**AVAILABLE DATA**
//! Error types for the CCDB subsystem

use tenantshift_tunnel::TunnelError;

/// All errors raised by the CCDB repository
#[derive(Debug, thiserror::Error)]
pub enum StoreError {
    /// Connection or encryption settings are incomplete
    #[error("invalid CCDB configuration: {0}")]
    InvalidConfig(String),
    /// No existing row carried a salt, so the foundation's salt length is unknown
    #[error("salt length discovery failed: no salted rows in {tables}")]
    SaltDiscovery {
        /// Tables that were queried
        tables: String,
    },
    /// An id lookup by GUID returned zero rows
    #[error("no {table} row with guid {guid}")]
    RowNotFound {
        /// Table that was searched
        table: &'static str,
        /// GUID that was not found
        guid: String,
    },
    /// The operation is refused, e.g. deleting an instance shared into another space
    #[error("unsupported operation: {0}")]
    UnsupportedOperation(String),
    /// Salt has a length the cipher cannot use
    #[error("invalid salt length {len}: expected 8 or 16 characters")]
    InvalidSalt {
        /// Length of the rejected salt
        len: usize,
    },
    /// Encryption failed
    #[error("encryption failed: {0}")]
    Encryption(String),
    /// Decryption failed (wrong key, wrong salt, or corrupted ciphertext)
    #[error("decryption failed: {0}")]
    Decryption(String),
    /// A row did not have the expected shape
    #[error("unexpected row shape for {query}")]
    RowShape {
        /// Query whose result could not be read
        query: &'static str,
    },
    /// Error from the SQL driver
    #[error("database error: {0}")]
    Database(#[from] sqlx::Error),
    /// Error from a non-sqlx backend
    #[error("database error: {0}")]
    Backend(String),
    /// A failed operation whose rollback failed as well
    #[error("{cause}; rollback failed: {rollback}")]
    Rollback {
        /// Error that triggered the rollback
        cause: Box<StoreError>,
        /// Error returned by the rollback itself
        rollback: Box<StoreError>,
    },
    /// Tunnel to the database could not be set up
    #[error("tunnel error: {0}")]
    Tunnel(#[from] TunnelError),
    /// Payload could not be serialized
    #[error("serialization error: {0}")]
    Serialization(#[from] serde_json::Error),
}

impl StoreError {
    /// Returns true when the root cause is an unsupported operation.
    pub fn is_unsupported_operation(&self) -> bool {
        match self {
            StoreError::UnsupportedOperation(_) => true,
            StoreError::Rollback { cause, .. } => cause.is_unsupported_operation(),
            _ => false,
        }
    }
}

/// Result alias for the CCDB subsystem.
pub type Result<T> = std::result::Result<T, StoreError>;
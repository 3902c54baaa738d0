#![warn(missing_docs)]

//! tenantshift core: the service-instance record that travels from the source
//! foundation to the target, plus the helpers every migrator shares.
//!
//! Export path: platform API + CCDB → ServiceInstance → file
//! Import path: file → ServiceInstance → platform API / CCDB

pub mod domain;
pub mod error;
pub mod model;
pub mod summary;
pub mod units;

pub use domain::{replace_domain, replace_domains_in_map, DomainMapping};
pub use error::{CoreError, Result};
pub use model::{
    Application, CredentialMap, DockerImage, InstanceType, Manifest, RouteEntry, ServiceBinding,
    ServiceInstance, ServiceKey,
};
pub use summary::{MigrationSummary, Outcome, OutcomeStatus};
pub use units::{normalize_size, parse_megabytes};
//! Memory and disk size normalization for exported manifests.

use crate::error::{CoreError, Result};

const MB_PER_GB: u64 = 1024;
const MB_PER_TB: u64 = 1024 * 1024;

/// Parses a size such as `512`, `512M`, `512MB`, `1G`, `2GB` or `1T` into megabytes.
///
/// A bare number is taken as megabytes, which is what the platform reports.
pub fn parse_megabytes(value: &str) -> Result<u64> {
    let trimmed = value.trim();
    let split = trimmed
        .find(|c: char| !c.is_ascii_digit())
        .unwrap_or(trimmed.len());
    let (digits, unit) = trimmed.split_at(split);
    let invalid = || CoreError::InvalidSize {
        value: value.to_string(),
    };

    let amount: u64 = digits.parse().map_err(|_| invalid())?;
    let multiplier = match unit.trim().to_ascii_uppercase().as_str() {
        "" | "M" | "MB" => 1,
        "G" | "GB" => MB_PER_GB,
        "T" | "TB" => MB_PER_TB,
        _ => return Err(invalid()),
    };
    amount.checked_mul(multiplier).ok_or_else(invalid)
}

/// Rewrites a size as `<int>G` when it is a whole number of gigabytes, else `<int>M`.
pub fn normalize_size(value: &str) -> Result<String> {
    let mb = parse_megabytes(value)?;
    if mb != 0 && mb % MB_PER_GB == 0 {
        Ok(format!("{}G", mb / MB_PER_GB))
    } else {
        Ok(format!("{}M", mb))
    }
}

**YOUR OBJECTIVE**
All of the data shown above must be copied exactly.

**ANSWER TO THIS EXERCISE**
//! Error types for the CCDB subsystem

use tenantshift_tunnel::TunnelError;

/// All errors raised by the CCDB repository
#[derive(Debug, thiserror::Error)]
pub enum StoreError {
    /// Connection or encryption settings are incomplete
    #[error("invalid CCDB configuration: {0}")]
    InvalidConfig(String),
    /// No existing row carried a salt, so the foundation's salt length is unknown
    #[error("salt length discovery failed: no salted rows in {tables}")]
    SaltDiscovery {
        /// Tables that were queried
        tables: String,
    },
    /// An id lookup by GUID returned zero rows
    #[error("no {table} row with guid {guid}")]
    RowNotFound {
        /// Table that was searched
        table: &'static str,
        /// GUID that was not found
        guid: String,
    },
    /// The operation is refused, e.g. deleting an instance shared into another space
    #[error("unsupported operation: {0}")]
    UnsupportedOperation(String),
    /// Salt has a length the cipher cannot use
    #[error("invalid salt length {len}: expected 8 or 16 characters")]
    InvalidSalt {
        /// Length of the rejected salt
        len: usize,
    },
    /// Encryption failed
    #[error("encryption failed: {0}")]
    Encryption(String),
    /// Decryption failed (wrong key, wrong salt, or corrupted ciphertext)
    #[error("decryption failed: {0}")]
    Decryption(String),
    /// A row did not have the expected shape
    #[error("unexpected row shape for {query}")]
    RowShape {
        /// Query whose result could not be read
        query: &'static str,
    },
    /// Error from the SQL driver
    #[error("database error: {0}")]
    Database(#[from] sqlx::Error),
    /// Error from a non-sqlx backend
    #[error("database error: {0}")]
    Backend(String),
    /// A failed operation whose rollback failed as well
    #[error("{cause}; rollback failed: {rollback}")]
    Rollback {
        /// Error that triggered the rollback
        cause: Box<StoreError>,
        /// Error returned by the rollback itself
        rollback: Box<StoreError>,
    },
    /// Tunnel to the database could not be set up
    #[error("tunnel error: {0}")]
    Tunnel(#[from] TunnelError),
    /// Payload could not be serialized
    #[error("serialization error: {0}")]
    Serialization(#[from] serde_json::Error),
}

impl StoreError {
    /// Returns true when the root cause is an unsupported operation.
    pub fn is_unsupported_operation(&self) -> bool {
        match self {
            StoreError::UnsupportedOperation(_) => true,
            StoreError::Rollback { cause, .. } => cause.is_unsupported_operation(),
            _ => false,
        }
    }
}

/// Result alias for the CCDB subsystem.
pub type Result<T> = std::result::Result<T, StoreError>;
repository 3902c54baaa738d0
#![warn(missing_docs)]

//! tenantshift core: the service-instance record that travels from the source
//! foundation to the target, plus the helpers every migrator shares.
//!
//! Export path: platform API + CCDB → ServiceInstance → file
//! Import path: file → ServiceInstance → platform API / CCDB

pub mod domain;
pub mod error;
pub mod model;
pub mod summary;
pub mod units;

pub use domain::{replace_domain, replace_domains_in_map, DomainMapping};
pub use error::{CoreError, Result};
pub use model::{
    Application, CredentialMap, DockerImage, InstanceType, Manifest, RouteEntry, ServiceBinding,
    ServiceInstance, ServiceKey,
};
pub use summary::{MigrationSummary, Outcome, OutcomeStatus};
pub use units::{normalize_size, parse_megabytes};
//! Memory and disk size normalization for exported manifests.

use crate::error::{CoreError, Result};

const MB_PER_GB: u64 = 1024;
const MB_PER_TB: u64 = 1024 * 1024;

/// Parses a size such as `512`, `512M`, `512MB`, `1G`, `2GB` or `1T` into megabytes.
///
/// A bare number is taken as megabytes, which is what the platform reports.
pub fn parse_megabytes(value: &str) -> Result<u64> {
    let trimmed = value.trim();
    let split = trimmed
        .find(|c: char| !c.is_ascii_digit())
        .unwrap_or(trimmed.len());
    let (digits, unit) = trimmed.split_at(split);
    let invalid = || CoreError::InvalidSize {
        value: value.to_string(),
    };

    let amount: u64 = digits.parse().map_err(|_| invalid())?;
    let multiplier = match unit.trim().to_ascii_uppercase().as_str() {
        "" | "M" | "MB" => 1,
        "G" | "GB" => MB_PER_GB,
        "T" | "TB" => MB_PER_TB,
        _ => return Err(invalid()),
    };
    amount.checked_mul(multiplier).ok_or_else(invalid)
}

/// Rewrites a size as `<int>G` when it is a whole number of gigabytes, else `<int>M`.
pub fn normalize_size(value: &str) -> Result<String> {
    let mb = parse_megabytes(value)?;
    if mb != 0 && mb % MB_PER_GB == 0 {
        Ok(format!("{}G", mb / MB_PER_GB))
    } else {
        Ok(format!("{}M", mb))
    }
}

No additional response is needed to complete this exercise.